_Task to carry out_.
Search the records below for the word "commit". Copy each line where it occurs.

---- Input data

//! Application state and the UI reducer: `(&AppState, UiEvent) -> StatePatch`.
//!
//! The reducer never mutates; [`AppState::apply`] is the only writer. Charts
//! are keyed series rebuilt from the dataset snapshot on every data update.

use serde::{Deserialize, Serialize};
use std::collections::HashMap;

use super::widgets::{chart_series, last_updated, ChartKey, ChartSeries};
use crate::data::Dataset;

/// How long the load-failure banner stays up.
pub const BANNER_TTL_MS: u64 = 5_000;

pub const LOAD_FAILED_MESSAGE: &str = "خطا در بارگذاری داده‌ها. لطفاً فایل data.csv را بررسی کنید.";

#[derive(Debug, Clone, Copy, Default, PartialEq, Eq, Hash, Serialize, Deserialize)]
#[serde(rename_all = "lowercase")]
pub enum Section {
    #[default]
    Dashboard,
    Environment,
    Machinery,
    Security,
}

impl Section {
    pub fn parse(name: &str) -> Option<Self> {
        match name {
            "dashboard" => Some(Section::Dashboard),
            "environment" => Some(Section::Environment),
            "machinery" => Some(Section::Machinery),
            "security" => Some(Section::Security),
            _ => None,
        }
    }

    pub fn charts(&self) -> &'static [ChartKey] {
        match self {
            Section::Dashboard => &[ChartKey::Temperature],
            Section::Environment => &[ChartKey::Light],
            Section::Machinery => &[ChartKey::Voltage, ChartKey::Current, ChartKey::Vibration],
            Section::Security => &[],
        }
    }
}

#[derive(Debug, Clone, PartialEq, Eq, Serialize, Deserialize)]
pub struct Banner {
    pub message: String,
    pub expires_at_ms: u64,
}

#[derive(Debug, Clone, Default)]
pub struct AppState {
    pub dataset: Option<Dataset>,
    pub section: Section,
    pub charts: HashMap<ChartKey, ChartSeries>,
    pub online: bool,
    pub banner: Option<Banner>,
    pub last_updated: Option<String>,
    /// Charts the renderer still has to redraw.
    pub redraw: Vec<ChartKey>,
    pub now_ms: u64,
}

#[derive(Debug, Clone, PartialEq)]
pub enum UiEvent {
    Navigate(Section),
    Resize,
    DataUpdated(Dataset),
    ConnectionChanged(bool),
    LoadFailed(String),
    Tick(u64),
}

/// Fields left as `None` are unchanged.
#[derive(Debug, Clone, Default, PartialEq)]
pub struct StatePatch {
    pub dataset: Option<Dataset>,
    pub section: Option<Section>,
    pub charts: Option<HashMap<ChartKey, ChartSeries>>,
    pub online: Option<bool>,
    /// `Some(None)` clears the banner.
    pub banner: Option<Option<Banner>>,
    pub last_updated: Option<String>,
    pub redraw: Vec<ChartKey>,
    pub now_ms: Option<u64>,
}

impl StatePatch {
    pub fn is_empty(&self) -> bool {
        *self == StatePatch::default()
    }
}

pub fn build_charts(dataset: &Dataset) -> HashMap<ChartKey, ChartSeries> {
    ChartKey::ALL
        .iter()
        .map(|key| (*key, chart_series(&dataset.readings, *key)))
        .collect()
}

pub fn reduce(state: &AppState, event: UiEvent) -> StatePatch {
    match event {
        UiEvent::Navigate(section) => StatePatch {
            section: Some(section),
            redraw: section
                .charts()
                .iter()
                .copied()
                .filter(|key| state.charts.contains_key(key))
                .collect(),
            ..StatePatch::default()
        },
        UiEvent::Resize => {
            let mut redraw: Vec<ChartKey> = state.charts.keys().copied().collect();
            redraw.sort();
            StatePatch {
                redraw,
                ..StatePatch::default()
            }
        }
        UiEvent::DataUpdated(dataset) => StatePatch {
            charts: Some(build_charts(&dataset)),
            online: Some(dataset.origin.is_online()),
            last_updated: dataset.latest().map(last_updated),
            redraw: state.section.charts().to_vec(),
            dataset: Some(dataset),
            ..StatePatch::default()
        },
        UiEvent::ConnectionChanged(online) if online != state.online => StatePatch {
            online: Some(online),
            ..StatePatch::default()
        },
        UiEvent::ConnectionChanged(_) => StatePatch::default(),
        UiEvent::LoadFailed(message) => StatePatch {
            online: Some(false),
            banner: Some(Some(Banner {
                message,
                expires_at_ms: state.now_ms + BANNER_TTL_MS,
            })),
            ..StatePatch::default()
        },
        UiEvent::Tick(now_ms) => {
            let expired = state
                .banner
                .as_ref()
                .map(|b| now_ms >= b.expires_at_ms)
                .unwrap_or(false);
            StatePatch {
                now_ms: Some(now_ms),
                banner: if expired { Some(None) } else { None },
                ..StatePatch::default()
            }
        }
    }
}

impl AppState {
    pub fn new() -> Self {
        Self::default()
    }

    pub fn apply(&mut self, patch: StatePatch) {
        if let Some(dataset) = patch.dataset {
            self.dataset = Some(dataset);
        }
        if let Some(section) = patch.section {
            self.section = section;
        }
        if let Some(charts) = patch.charts {
            self.charts = charts;
        }
        if let Some(online) = patch.online {
            self.online = online;
        }
        if let Some(banner) = patch.banner {
            self.banner = banner;
        }
        if let Some(label) = patch.last_updated {
            self.last_updated = Some(label);
        }
        if let Some(now_ms) = patch.now_ms {
            self.now_ms = now_ms;
        }
        for key in patch.redraw {
            if !self.redraw.contains(&key) {
                self.redraw.push(key);
            }
        }
    }

    pub fn dispatch(&mut self, event: UiEvent) {
        let patch = reduce(self, event);
        self.apply(patch);
    }

    /// Hands the pending redraw list to the renderer.
    pub fn take_redraw(&mut self) -> Vec<ChartKey> {
        std::mem::take(&mut self.redraw)
    }
}
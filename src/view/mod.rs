//! Presentation layer: status thresholds, widgets, and the app-state reducer.

pub mod app;
pub mod snapshot;
pub mod status;
pub mod widgets;

pub use app::{reduce, AppState, Section, StatePatch, UiEvent};
pub use snapshot::DashboardSnapshot;
pub use status::Status;
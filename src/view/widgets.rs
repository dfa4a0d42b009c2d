//! Derived widgets. Every function here is a pure function of readings.

use serde::{Deserialize, Serialize};

use super::status::Status;
use crate::data::Reading;

pub const SECURITY_LOG_LIMIT: usize = 20;
pub const EMPTY_VALUE: &str = "--";

#[derive(Debug, Clone, PartialEq, Serialize, Deserialize)]
pub struct Kpi {
    pub value: Option<f64>,
    /// One decimal, or `--` when the reading has no number.
    pub display: String,
    pub unit: String,
    pub status: Status,
}

pub fn format_value(value: Option<f64>) -> String {
    match value {
        Some(v) => format!("{:.1}", v),
        None => EMPTY_VALUE.to_string(),
    }
}

pub fn kpi(value: Option<f64>, unit: &str, status: Status) -> Kpi {
    Kpi {
        value,
        display: format_value(value),
        unit: unit.to_string(),
        status,
    }
}

#[derive(Debug, Clone, PartialEq, Serialize, Deserialize)]
pub struct Gauge {
    pub display: String,
    pub min: f64,
    pub max: f64,
    /// Share of the arc to fill, in [0, 1].
    pub fill: f64,
}

pub fn gauge_fill(value: f64, min: f64, max: f64) -> f64 {
    if max <= min || !value.is_finite() {
        return 0.0;
    }
    ((value - min) / (max - min)).clamp(0.0, 1.0)
}

pub fn gauge(value: Option<f64>, min: f64, max: f64) -> Gauge {
    Gauge {
        display: format_value(value),
        min,
        max,
        fill: value.map(|v| gauge_fill(v, min, max)).unwrap_or(0.0),
    }
}

#[derive(Debug, Clone, Copy, PartialEq, Eq, Hash, PartialOrd, Ord, Serialize, Deserialize)]
#[serde(rename_all = "lowercase")]
pub enum ChartKey {
    Temperature,
    Light,
    Voltage,
    Current,
    Vibration,
}

impl ChartKey {
    pub const ALL: [ChartKey; 5] = [
        ChartKey::Temperature,
        ChartKey::Light,
        ChartKey::Voltage,
        ChartKey::Current,
        ChartKey::Vibration,
    ];

    pub fn column(&self) -> &'static str {
        match self {
            ChartKey::Temperature => "TempC",
            ChartKey::Light => "Light",
            ChartKey::Voltage => "Voltage",
            ChartKey::Current => "Current",
            ChartKey::Vibration => "Vibration",
        }
    }

    /// How many of the newest points the chart shows.
    pub fn window(&self) -> usize {
        match self {
            ChartKey::Vibration => 15,
            _ => 20,
        }
    }
}

#[derive(Debug, Clone, Default, PartialEq, Serialize, Deserialize)]
pub struct ChartSeries {
    /// `Time` of each point.
    pub labels: Vec<String>,
    /// Gaps where the cell was not numeric.
    pub values: Vec<Option<f64>>,
}

pub fn chart_series(readings: &[Reading], key: ChartKey) -> ChartSeries {
    let start = readings.len().saturating_sub(key.window());
    let tail = &readings[start..];
    ChartSeries {
        labels: tail.iter().map(Reading::time).collect(),
        values: tail.iter().map(|r| r.number(key.column())).collect(),
    }
}

#[derive(Debug, Clone, Copy, Default, PartialEq, Eq, Serialize, Deserialize)]
pub struct SecurityStats {
    pub total: usize,
    pub sound: usize,
    pub fire: usize,
}

pub fn security_stats(readings: &[Reading]) -> SecurityStats {
    let sound = readings.iter().filter(|r| r.sound()).count();
    let fire = readings.iter().filter(|r| r.flame()).count();
    SecurityStats {
        total: sound + fire,
        sound,
        fire,
    }
}

#[derive(Debug, Clone, PartialEq, Eq, Serialize, Deserialize)]
pub struct SecurityLogRow {
    pub time: String,
    pub icon: String,
    pub message: String,
    pub status: Status,
    pub label: String,
}

impl SecurityLogRow {
    fn event(reading: &Reading, icon: &str, message: &str, status: Status) -> Self {
        Self {
            time: format!("{} {}", reading.date(), reading.time()),
            icon: icon.to_string(),
            message: message.to_string(),
            status,
            label: status.log_label().to_string(),
        }
    }

    fn placeholder() -> Self {
        Self {
            time: EMPTY_VALUE.to_string(),
            icon: String::new(),
            message: "هیچ رویداد امنیتی ثبت نشده".to_string(),
            status: Status::Normal,
            label: Status::Normal.log_label().to_string(),
        }
    }

    pub fn is_placeholder(&self) -> bool {
        self.time == EMPTY_VALUE && self.icon.is_empty()
    }
}

/// Newest row first, sound before flame within a row, capped at
/// `SECURITY_LOG_LIMIT`. A single placeholder row when nothing fired.
pub fn security_log(readings: &[Reading]) -> Vec<SecurityLogRow> {
    let mut rows = Vec::new();
    for r in readings.iter().rev() {
        if r.sound() {
            rows.push(SecurityLogRow::event(r, "🔊", "تشخیص صدای غیرعادی", Status::Warning));
        }
        if r.flame() {
            rows.push(SecurityLogRow::event(r, "🔥", "تشخیص آتش!", Status::Error));
        }
        if rows.len() >= SECURITY_LOG_LIMIT {
            break;
        }
    }
    rows.truncate(SECURITY_LOG_LIMIT);
    if rows.is_empty() {
        rows.push(SecurityLogRow::placeholder());
    }
    rows
}

pub fn last_updated(reading: &Reading) -> String {
    format!("آخرین بروزرسانی: {} {}", reading.date(), reading.time())
}

pub fn connection_label(online: bool) -> &'static str {
    if online {
        "آنلاین"
    } else {
        "آفلاین"
    }
}
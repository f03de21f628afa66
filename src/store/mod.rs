//! Store module
//!
//! Owns the SQLite connection pool and the schema the other components rely on.

pub mod db;

pub use db::Store;
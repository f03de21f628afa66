//! Agent Coordination Substrate
//!
//! Lets independent long-running agents coordinate through a shared store:
//! a registry of agent status, point-to-point mailboxes, a prioritized task
//! queue, and the polling runtime every agent runs.

pub mod config;
pub mod error;
pub mod mailbox;
pub mod models;
pub mod registry;
pub mod runtime;
pub mod store;
pub mod task_queue;

pub use config::{Config, RuntimeConfig, StoreConfig};
pub use error::SubstrateError;
pub use mailbox::Mailbox;
pub use models::{
    AgentIdentity, AgentRecord, AgentStatus, Message, Task, TaskCounts, TaskStatus,
    DEFAULT_TASK_PRIORITY,
};
pub use registry::Registry;
pub use runtime::{AgentContext, AgentRuntime, HandlerError, HandlerTable};
pub use store::Store;
pub use task_queue::TaskQueue;
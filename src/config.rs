//! Substrate configuration
//!
//! Centralized configuration management with environment variable support
//! and sensible defaults.

use std::env;
use std::time::Duration;

/// Default polling interval between agent cycles (in seconds)
pub const DEFAULT_POLL_INTERVAL_SECS: u64 = 60;

/// Fixed backoff after a failed cycle (in seconds)
pub const DEFAULT_ERROR_BACKOFF_SECS: u64 = 60;

/// Default store pool size
pub const DEFAULT_MAX_CONNECTIONS: u32 = 5;

/// Substrate configuration
#[derive(Debug, Clone)]
pub struct Config {
    /// Store configuration
    pub store: StoreConfig,
    /// Polling loop configuration
    pub runtime: RuntimeConfig,
}

/// Store configuration
#[derive(Debug, Clone)]
pub struct StoreConfig {
    /// SQLite file path or `sqlite:` url
    pub database_url: String,
    /// Maximum pooled connections
    pub max_connections: u32,
}

/// Polling loop configuration
#[derive(Debug, Clone, Copy, PartialEq, Eq)]
pub struct RuntimeConfig {
    /// Sleep between successful cycles
    pub poll_interval: Duration,
    /// Sleep after a failed cycle
    pub error_backoff: Duration,
}

impl RuntimeConfig {
    /// Create a runtime configuration with explicit intervals
    pub fn new(poll_interval: Duration, error_backoff: Duration) -> Self {
        Self {
            poll_interval,
            error_backoff,
        }
    }
}

impl Default for RuntimeConfig {
    fn default() -> Self {
        Self {
            poll_interval: Duration::from_secs(DEFAULT_POLL_INTERVAL_SECS),
            error_backoff: Duration::from_secs(DEFAULT_ERROR_BACKOFF_SECS),
        }
    }
}

impl Config {
    /// Load configuration from environment variables with defaults
    pub fn from_env() -> Self {
        Self {
            store: StoreConfig {
                database_url: env::var("AGENT_DATABASE_URL").unwrap_or_else(|_| {
                    // Default to ~/.agent-substrate or current directory
                    if let Some(home) = env::var_os("HOME") {
                        format!("{}/.agent-substrate/agents.db", home.to_string_lossy())
                    } else {
                        ".agent-substrate/agents.db".to_string()
                    }
                }),
                max_connections: env::var("AGENT_DB_MAX_CONNECTIONS")
                    .ok()
                    .and_then(|n| n.parse().ok())
                    .filter(|n| *n > 0)
                    .unwrap_or(DEFAULT_MAX_CONNECTIONS),
            },
            runtime: RuntimeConfig {
                poll_interval: Duration::from_secs(
                    env::var("AGENT_POLL_INTERVAL_SECS")
                        .ok()
                        .and_then(|s| s.parse().ok())
                        .unwrap_or(DEFAULT_POLL_INTERVAL_SECS),
                ),
                error_backoff: Duration::from_secs(
                    env::var("AGENT_ERROR_BACKOFF_SECS")
                        .ok()
                        .and_then(|s| s.parse().ok())
                        .unwrap_or(DEFAULT_ERROR_BACKOFF_SECS),
                ),
            },
        }
    }
}
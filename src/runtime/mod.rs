//! Agent runtime module
//!
//! Hosts the polling loop every agent shares, with pluggable handlers for
//! messages, tasks and periodic work.

pub mod agent;
pub mod error;
pub mod handlers;

pub use agent::{AgentRuntime, CycleReport, RuntimeState, CONFIGURATION_MESSAGE, POLL_INTERVAL_KEY};
pub use error::{CycleError, HandlerError, HandlerResult};
pub use handlers::{AgentContext, HandlerTable, MessageHandler, PeriodicAction, TaskHandler};
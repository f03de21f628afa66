//! Mailbox
//!
//! Point-to-point messages between agents, persisted as an append-only log.
//! Delivery is at-most-once: `receive` marks what it returns as read in the
//! same statement that selects it, so a crash after `receive` loses those
//! messages instead of redelivering them.

use crate::error::{Result, SubstrateError};
use crate::models::{Message, MessageRow, STORE_NOW_MILLIS};
use crate::store::Store;
use serde_json::Value;
use sqlx::SqlitePool;
use tracing::{debug, info, warn};

/// Persisted point-to-point message delivery
#[derive(Debug, Clone)]
pub struct Mailbox {
    pool: SqlitePool,
}

impl Mailbox {
    /// Create a mailbox handle on the shared store
    pub fn new(store: &Store) -> Self {
        Self {
            pool: store.pool().clone(),
        }
    }

    /// Send a message and return its generated id
    pub async fn send(
        &self,
        sender_id: &str,
        recipient_id: &str,
        message_type: &str,
        payload: &Value,
    ) -> Result<i64> {
        let content = serde_json::to_string(payload)?;

        let outcome = sqlx::query(&format!(
            "INSERT INTO agent_messages (sender_id, recipient_id, message_type, content, created_at, is_read) \
             VALUES (?, ?, ?, ?, {STORE_NOW_MILLIS}, 0)"
        ))
        .bind(sender_id)
        .bind(recipient_id)
        .bind(message_type)
        .bind(&content)
        .execute(&self.pool)
        .await
        .map_err(|e| SubstrateError::store("send message", e))?;

        let message_id = outcome.last_insert_rowid();
        info!(
            sender_id = %sender_id,
            recipient_id = %recipient_id,
            message_type = %message_type,
            message_id = message_id,
            "Message sent"
        );
        Ok(message_id)
    }

    /// Receive every unread message addressed to `agent_id`, oldest first
    ///
    /// With `mark_as_read`, exactly the returned messages are flipped to read
    /// inside one transaction, so no sequential caller sees them again.
    /// A stored payload that is not JSON does not fail the batch: that
    /// message comes back with its raw text and `payload_error` set.
    pub async fn receive(&self, agent_id: &str, mark_as_read: bool) -> Result<Vec<Message>> {
        let mut rows = if mark_as_read {
            let mut tx = self
                .pool
                .begin()
                .await
                .map_err(|e| SubstrateError::store("begin receive transaction", e))?;

            let rows = sqlx::query_as::<_, MessageRow>(
                "UPDATE agent_messages SET is_read = 1 WHERE recipient_id = ? AND is_read = 0 \
                 RETURNING id, sender_id, recipient_id, message_type, content, created_at, is_read",
            )
            .bind(agent_id)
            .fetch_all(&mut *tx)
            .await
            .map_err(|e| SubstrateError::store("claim unread messages", e))?;

            tx.commit()
                .await
                .map_err(|e| SubstrateError::store("commit receive transaction", e))?;
            rows
        } else {
            sqlx::query_as::<_, MessageRow>(
                "SELECT id, sender_id, recipient_id, message_type, content, created_at, is_read \
                 FROM agent_messages WHERE recipient_id = ? AND is_read = 0",
            )
            .bind(agent_id)
            .fetch_all(&self.pool)
            .await
            .map_err(|e| SubstrateError::store("peek unread messages", e))?
        };

        // RETURNING gives no ordering guarantee
        rows.sort_by_key(|row| (row.created_at, row.id));

        if !rows.is_empty() {
            debug!(
                agent_id = %agent_id,
                count = rows.len(),
                marked_read = mark_as_read,
                "Received messages"
            );
        }

        let messages: Vec<Message> = rows
            .into_iter()
            .map(Message::from)
            .inspect(|message| {
                if let Some(error) = &message.payload_error {
                    warn!(
                        agent_id = %agent_id,
                        message_id = message.id,
                        message_type = %message.message_type,
                        error = %error,
                        "Message payload is not valid JSON"
                    );
                }
            })
            .collect();
        Ok(messages)
    }

    /// Number of unread messages waiting for `agent_id`
    pub async fn unread_count(&self, agent_id: &str) -> Result<i64> {
        let (count,): (i64,) = sqlx::query_as(
            "SELECT COUNT(*) FROM agent_messages WHERE recipient_id = ? AND is_read = 0",
        )
        .bind(agent_id)
        .fetch_one(&self.pool)
        .await
        .map_err(|e| SubstrateError::store("count unread messages", e))?;

        Ok(count)
    }
}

--------

_Answer to this task_.
            tx.commit()
                .map_err(|e| SubstrateError::store("commit receive transaction", e))?;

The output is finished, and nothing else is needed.